'18 Okanlami Family Fellow: Dr. Rania Mohammed

Author: Gene Stowe

Rania Ibrahim MohammedRania Ibrahim Mohammed

Dr. Rania Mohammed, who earned her M.D. in Ethiopia in 2010 and worked for nearly four years at the Armed Forces Referral Teaching General Hospital, decided during her pediatrics residency to take a new route for greater social impact. At a colleague’s invitation, she became cofounder of Telemed-Hellodoctor Ethiopia, a technology startup aimed at providing patients with instant phone links for physicians in the underserved country. The three-year experience of writing grants, recruiting doctors, and facing startup challenges confirmed her direction.

“It opened my eyes to entrepreneurship and how innovation can solve things,” Mohammed said. “It built up my curiosity. I started to see the world not just as a clinician. I realized that a clinician with business skills can solve problems.”

Last year, Mohammed came to Notre Dame as a fellow with the Young African Leaders Initiative (YALI), a six-week international program managed on campus by a collaboration of institutions including the Notre Dame Initiative for Global Development, the Mendoza College of Business, the Kellogg Institute for International Studies’ Ford Family Program in Human Development Studies and Solidarity, and ESTEEM. Her mentor was ESTEEM Director David Murphy.

“I felt like I needed the soft skills,” she said. “Coming here allowed me to get exposure to that. I shared a lot of my dreams, my aspirations, what I wanted to do.”

She also met Dr. Bunmi Okanlami, a retired intensive care pediatrician in South Bend whose son, Dr. Feranmi Okanlami, graduated from ESTEEM in 2015. When she returned to Ethiopia, Mohammed helped start the Office of Innovative Strategies and Operations and the Office of International Communications and Partnerships, a public-private partnership with Saint Paul's Millennium Medical College. Health care institutions in Ethiopia typically are run by physicians with no business management training, weakening their effectiveness.

“We always use our clinical mind in making our decisions,” she says. “I’ve seen that in so many places, like the Ministry of Health, fail. I feel like what I’m doing here at ESTEEM is helping me come up with an easier way of learning business while implementing it. This is more hands-on, and I get to take what is more useful for me. I get to take it back home.”

Mohammed, who received the first Okanlami Family Fellowship to ESTEEM, is conducting her capstone project with a variant of technology developed in Sunny Shah’s laboratory to provide cervical cancer diagnosis in resource-limited companies, especially East Africa.
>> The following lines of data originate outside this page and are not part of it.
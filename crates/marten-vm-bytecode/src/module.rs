//! Bytecode module format

use serde::{Deserialize, Serialize};
use std::io::{Read, Write};

use crate::constant::ConstantPool;
use crate::error::{BytecodeError, Result};
use crate::function::Function;
use crate::{BYTECODE_MAGIC, BYTECODE_VERSION};

/// Size of the binary container header: magic, version, body length
const HEADER_LEN: usize = 16;

/// A compiled bytecode module
#[derive(Debug, Clone, Serialize, Deserialize)]
pub struct Module {
    /// Source URL/path, reported in stack frames
    pub source_url: String,

    /// Constant pool (shared across all functions)
    #[serde(default)]
    pub constants: ConstantPool,

    /// Functions defined in this module
    pub functions: Vec<Function>,

    /// Entry point function index
    #[serde(default)]
    pub entry_point: u32,
}

impl Module {
    /// Create a new module builder
    pub fn builder(source_url: impl Into<String>) -> ModuleBuilder {
        ModuleBuilder::new(source_url)
    }

    /// Serialize module to the binary container
    pub fn to_bytes(&self) -> Result<Vec<u8>> {
        let data = serde_json::to_vec(self)?;

        let mut bytes = Vec::with_capacity(HEADER_LEN + data.len());
        bytes.extend_from_slice(&BYTECODE_MAGIC);
        bytes.extend_from_slice(&BYTECODE_VERSION.to_le_bytes());
        bytes.extend_from_slice(&(data.len() as u32).to_le_bytes());
        bytes.extend_from_slice(&data);

        Ok(bytes)
    }

    /// Deserialize module from the binary container
    pub fn from_bytes(bytes: &[u8]) -> Result<Self> {
        if bytes.len() < HEADER_LEN {
            return Err(BytecodeError::UnexpectedEnd);
        }

        if bytes[0..8] != BYTECODE_MAGIC {
            return Err(BytecodeError::InvalidMagic);
        }

        let version = read_u32(&bytes[8..12]);
        if version != BYTECODE_VERSION {
            return Err(BytecodeError::UnsupportedVersion(version));
        }

        let data_len = read_u32(&bytes[12..16]) as usize;
        let body = bytes
            .get(HEADER_LEN..HEADER_LEN + data_len)
            .ok_or(BytecodeError::UnexpectedEnd)?;

        let module: Module = serde_json::from_slice(body)?;
        module.validate()?;
        Ok(module)
    }

    /// Parse a module from its JSON form (hand-written or tool-generated)
    pub fn from_json(text: &str) -> Result<Self> {
        let module: Module = serde_json::from_str(text)?;
        module.validate()?;
        Ok(module)
    }

    /// Render the module as pretty JSON
    pub fn to_json(&self) -> Result<String> {
        Ok(serde_json::to_string_pretty(self)?)
    }

    /// Load a module from either the binary container or JSON
    pub fn load(bytes: &[u8]) -> Result<Self> {
        if bytes.starts_with(&BYTECODE_MAGIC) {
            Self::from_bytes(bytes)
        } else {
            let module: Module = serde_json::from_slice(bytes)?;
            module.validate()?;
            Ok(module)
        }
    }

    /// Write module to a writer
    pub fn write_to<W: Write>(&self, writer: &mut W) -> Result<()> {
        let bytes = self.to_bytes()?;
        writer.write_all(&bytes)?;
        Ok(())
    }

    /// Read module from a reader
    pub fn read_from<R: Read>(reader: &mut R) -> Result<Self> {
        let mut bytes = Vec::new();
        reader.read_to_end(&mut bytes)?;
        Self::load(&bytes)
    }

    /// Get the entry point function
    pub fn entry_function(&self) -> Option<&Function> {
        self.functions.get(self.entry_point as usize)
    }

    /// Get a function by index
    pub fn function(&self, index: u32) -> Option<&Function> {
        self.functions.get(index as usize)
    }

    fn validate(&self) -> Result<()> {
        if self.entry_function().is_none() {
            return Err(BytecodeError::InvalidEntryPoint(self.entry_point));
        }

        for (index, function) in self.functions.iter().enumerate() {
            if let Some(map) = &function.source_map
                && !map.is_ordered()
            {
                return Err(BytecodeError::UnsortedSourceMap {
                    function: index as u32,
                });
            }
        }
        Ok(())
    }
}

fn read_u32(bytes: &[u8]) -> u32 {
    let mut buf = [0u8; 4];
    buf.copy_from_slice(&bytes[..4]);
    u32::from_le_bytes(buf)
}

/// Builder for creating modules
#[derive(Debug)]
pub struct ModuleBuilder {
    source_url: String,
    constants: ConstantPool,
    functions: Vec<Function>,
    entry_point: u32,
}

impl ModuleBuilder {
    /// Create a new module builder
    pub fn new(source_url: impl Into<String>) -> Self {
        Self {
            source_url: source_url.into(),
            constants: ConstantPool::new(),
            functions: Vec::new(),
            entry_point: 0,
        }
    }

    /// Get mutable reference to constant pool
    pub fn constants_mut(&mut self) -> &mut ConstantPool {
        &mut self.constants
    }

    /// Add a function, returns its index
    pub fn add_function(&mut self, function: Function) -> u32 {
        let idx = self.functions.len() as u32;
        self.functions.push(function);
        idx
    }

    /// Set entry point function index
    pub fn entry_point(mut self, index: u32) -> Self {
        self.entry_point = index;
        self
    }

    /// Build the module
    pub fn build(self) -> Module {
        Module {
            source_url: self.source_url,
            constants: self.constants,
            functions: self.functions,
            entry_point: self.entry_point,
        }
    }
}

#[cfg(test)]
mod tests {
    use super::*;
    use crate::constant::Constant;
    use crate::function::SourceMapEntry;
    use crate::instruction::Instruction;
    use crate::operand::Register;

    fn sample_module() -> Module {
        let mut builder = Module::builder("test/call-stack.js");
        builder.constants_mut().add_string("print");

        let func = Function::builder()
            .name("global")
            .register_count(1)
            .instruction_at(Instruction::LoadInt32 { dst: Register(0), value: 7 }, 1, 1)
            .instruction(Instruction::Return { src: Register(0) })
            .build();
        builder.add_function(func);

        builder.build()
    }

    #[test]
    fn test_module_binary_container() {
        let module = sample_module();

        let bytes = module.to_bytes().unwrap();
        assert_eq!(&bytes[0..8], &BYTECODE_MAGIC);

        let restored = Module::from_bytes(&bytes).unwrap();
        assert_eq!(restored.source_url, "test/call-stack.js");
        assert_eq!(restored.constants.len(), 1);
        assert_eq!(restored.functions.len(), 1);
        assert_eq!(restored.functions[0].position_at(1).map(|e| e.line), Some(1));
    }

    #[test]
    fn test_write_then_read_through_io() {
        let mut buffer = Vec::new();
        sample_module().write_to(&mut buffer).unwrap();

        let restored = Module::read_from(&mut buffer.as_slice()).unwrap();
        assert_eq!(restored.functions[0].instructions.len(), 2);

        let json = restored.to_json().unwrap();
        let again = Module::load(json.as_bytes()).unwrap();
        assert_eq!(again.constants.get(0), Some(&Constant::String("print".into())));
    }

    #[test]
    fn test_invalid_magic() {
        let bytes = b"INVALID\0........";
        let result = Module::from_bytes(bytes);
        assert!(matches!(result, Err(BytecodeError::InvalidMagic)));
    }

    #[test]
    fn test_unsupported_version() {
        let mut bytes = sample_module().to_bytes().unwrap();
        bytes[8..12].copy_from_slice(&99u32.to_le_bytes());
        let result = Module::from_bytes(&bytes);
        assert!(matches!(result, Err(BytecodeError::UnsupportedVersion(99))));
    }

    #[test]
    fn test_truncated_body() {
        let bytes = sample_module().to_bytes().unwrap();
        let result = Module::from_bytes(&bytes[..bytes.len() - 3]);
        assert!(matches!(result, Err(BytecodeError::UnexpectedEnd)));
    }

    #[test]
    fn test_load_accepts_json() {
        let text = r#"{
            "source_url": "inline.js",
            "functions": [
                { "name": "global", "register_count": 1, "instructions": ["ReturnUndefined"] }
            ]
        }"#;

        let module = Module::load(text.as_bytes()).unwrap();
        assert_eq!(module.source_url, "inline.js");
        assert_eq!(module.entry_function().unwrap().display_name(), "global");
    }

    #[test]
    fn test_unsorted_source_map_rejected() {
        let text = r#"{
            "source_url": "x.js",
            "functions": [
                { "register_count": 0, "instructions": ["ReturnUndefined"] },
                {
                    "register_count": 0,
                    "instructions": ["ReturnUndefined", "ReturnUndefined", "ReturnUndefined"],
                    "source_map": { "entries": [
                        { "instruction_index": 2, "line": 30, "column": 3 },
                        { "instruction_index": 0, "line": 10, "column": 1 },
                        { "instruction_index": 1, "line": 20, "column": 2 }
                    ] }
                }
            ]
        }"#;

        let result = Module::from_json(text);
        assert!(matches!(
            result,
            Err(BytecodeError::UnsortedSourceMap { function: 1 })
        ));
    }

    #[test]
    fn test_duplicate_source_map_index_rejected() {
        let mut module = sample_module();
        let map = module.functions[0].source_map.get_or_insert_with(Default::default);
        map.entries = vec![
            SourceMapEntry { instruction_index: 0, line: 1, column: 1 },
            SourceMapEntry { instruction_index: 0, line: 2, column: 5 },
        ];

        let bytes = module.to_bytes().unwrap();
        assert!(matches!(
            Module::from_bytes(&bytes),
            Err(BytecodeError::UnsortedSourceMap { function: 0 })
        ));
    }

    #[test]
    fn test_builder_entry_point() {
        let mut builder = Module::builder("entry.js");
        builder.add_function(Function::builder().name("helper").build());
        let main = builder.add_function(Function::builder().name("main").build());

        let bytes = builder.entry_point(main).build().to_bytes().unwrap();

        let module = Module::from_bytes(&bytes).unwrap();
        assert_eq!(module.entry_point, 1);
        assert_eq!(module.entry_function().unwrap().display_name(), "main");
    }

    #[test]
    fn test_entry_point_out_of_range() {
        let text = r#"{ "source_url": "x.js", "functions": [], "entry_point": 0 }"#;
        let result = Module::from_json(text);
        assert!(matches!(result, Err(BytecodeError::InvalidEntryPoint(0))));
    }
}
She says ESTEEM offers a broader experience of the Notre Dame community than her YALI program.

“I feel like in such a short time you feel like you’re already part of the alumni and you have easy access to whomever is valuable to you,” she says. “The class is made up of people from a lot of different backgrounds. It kind of opened my eyes again to see how we really transfer skills among each other. Some of them are working on science products and medical products and have no background in that but have soft skills. Others have the technical skills and need soft skills. That really helped me understand this whole team dynamics. We did a lot of group work at the beginning.”
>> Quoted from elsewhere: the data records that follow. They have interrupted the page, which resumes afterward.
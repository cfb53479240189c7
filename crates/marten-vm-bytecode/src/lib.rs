//! # Marten VM Bytecode
//!
//! This crate defines the bytecode format executed by the Marten VM.
//!
//! ## Design Principles
//!
//! - **Register-based**: Operations work on virtual registers, not a stack
//! - **Source-mapped**: Every function can carry instruction -> line/column positions
//! - **Serializable**: Modules can be written to disk and loaded back

#![warn(clippy::all)]
#![warn(missing_docs)]
#![deny(unsafe_code)]

pub mod constant;
pub mod error;
pub mod function;
pub mod instruction;
pub mod module;
pub mod operand;

pub use constant::{Constant, ConstantPool};
pub use error::BytecodeError;
pub use function::{Function, FunctionBuilder, SourceMap, SourceMapEntry};
pub use instruction::Instruction;
pub use module::{Module, ModuleBuilder};
pub use operand::{ConstantIndex, FunctionIndex, JumpOffset, Register};

/// Bytecode format version
pub const BYTECODE_VERSION: u32 = 1;

/// Magic bytes for bytecode files
pub const BYTECODE_MAGIC: [u8; 8] = *b"MARTNBC\0";
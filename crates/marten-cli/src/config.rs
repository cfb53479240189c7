//! Configuration file parsing for marten.toml.

use marten_vm_core::RuntimeConfig;
use serde::Deserialize;
use std::path::{Path, PathBuf};

/// Config file names searched for, in order
const CONFIG_NAMES: &[&str] = &["marten.toml", ".martenrc.toml"];

/// Main configuration structure.
#[derive(Debug, Default, Deserialize)]
#[serde(deny_unknown_fields)]
pub struct Config {
    /// VM limits
    #[serde(default)]
    pub runtime: RuntimeSection,
}

/// `[runtime]` table.
#[derive(Debug, Default, Deserialize)]
#[serde(deny_unknown_fields)]
pub struct RuntimeSection {
    /// Heap limit in bytes
    pub max_heap_size: Option<usize>,

    /// Maximum number of active frames
    pub max_stack_depth: Option<usize>,
}

/// Limits given on the command line; these win over the file.
#[derive(Debug, Default, Clone, Copy)]
pub struct Overrides {
    pub max_heap_size: Option<usize>,
    pub max_stack_depth: Option<usize>,
}

impl Config {
    /// Resolve the runtime configuration: CLI flag, then file, then default.
    pub fn runtime_config(&self, overrides: Overrides) -> RuntimeConfig {
        let defaults = RuntimeConfig::default();
        RuntimeConfig {
            max_heap_size: overrides
                .max_heap_size
                .or(self.runtime.max_heap_size)
                .unwrap_or(defaults.max_heap_size),
            max_stack_depth: overrides
                .max_stack_depth
                .or(self.runtime.max_stack_depth)
                .unwrap_or(defaults.max_stack_depth),
        }
    }
}

/// Load configuration from an explicit file, or search upwards from the
/// current directory. No file found means defaults.
pub fn load_config(path: Option<&Path>) -> anyhow::Result<Config> {
    match path {
        Some(path) => read_config(path),
        None => {
            let cwd = std::env::current_dir()?;
            match find_config_file(&cwd) {
                Some(path) => read_config(&path),
                None => Ok(Config::default()),
            }
        }
    }
}

fn read_config(path: &Path) -> anyhow::Result<Config> {
    let content = std::fs::read_to_string(path)
        .map_err(|e| anyhow::anyhow!("Failed to read {}: {}", path.display(), e))?;
    let config: Config = toml::from_str(&content)
        .map_err(|e| anyhow::anyhow!("Failed to parse {}: {}", path.display(), e))?;
    tracing::debug!(path = %path.display(), "loaded config");
    Ok(config)
}

/// Search `start` and its ancestors for a config file.
fn find_config_file(start: &Path) -> Option<PathBuf> {
    let mut dir = Some(start);
    while let Some(current) = dir {
        for name in CONFIG_NAMES {
            let path = current.join(name);
            if path.is_file() {
                return Some(path);
            }
        }
        dir = current.parent();
    }
    None
}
The host of industry speakers in the program provide insights into an entrepreneurial ecosystem very different from Ethiopia’s. “There’s a difference between here and emerging markets,” Mohammed says. “It’s a very different perspective. Every day is a learning opportunity for me.”
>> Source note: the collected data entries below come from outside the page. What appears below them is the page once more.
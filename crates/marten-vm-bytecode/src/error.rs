//! Bytecode errors

use thiserror::Error;

/// Errors that can occur during bytecode operations
#[derive(Debug, Error)]
pub enum BytecodeError {
    /// Invalid magic bytes in bytecode file
    #[error("Invalid magic bytes")]
    InvalidMagic,

    /// Unsupported bytecode version
    #[error("Unsupported version: {0}")]
    UnsupportedVersion(u32),

    /// Unexpected end of bytecode
    #[error("Unexpected end of bytecode")]
    UnexpectedEnd,

    /// Entry point does not name a function of the module
    #[error("Entry point {0} out of range")]
    InvalidEntryPoint(u32),

    /// Source map entries are not strictly increasing by instruction index
    #[error("Source map of function {function} is not sorted by instruction index")]
    UnsortedSourceMap {
        /// Index of the offending function
        function: u32,
    },

    /// Module body could not be encoded or decoded
    #[error("Malformed module body: {0}")]
    Malformed(#[from] serde_json::Error),

    /// IO error during serialization
    #[error("IO error: {0}")]
    Io(#[from] std::io::Error),
}

/// Result type for bytecode operations
pub type Result<T> = std::result::Result<T, BytecodeError>;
In particular, ESTEEM’s elevator pitches and other communications skills fill a gap in Ethiopia’s system. “Back home, we have a challenge of public speaking – not only communication skills but selling your product, describing it, talking about it, being encouraged to speak,” she says. “We all have these great ideas that come into the market but nobody knows how to pitch it. We lack the skill of delivery. Coming here has shown me the importance of that. These are skills I’m really working hard right now to grasp so I can take them back home.”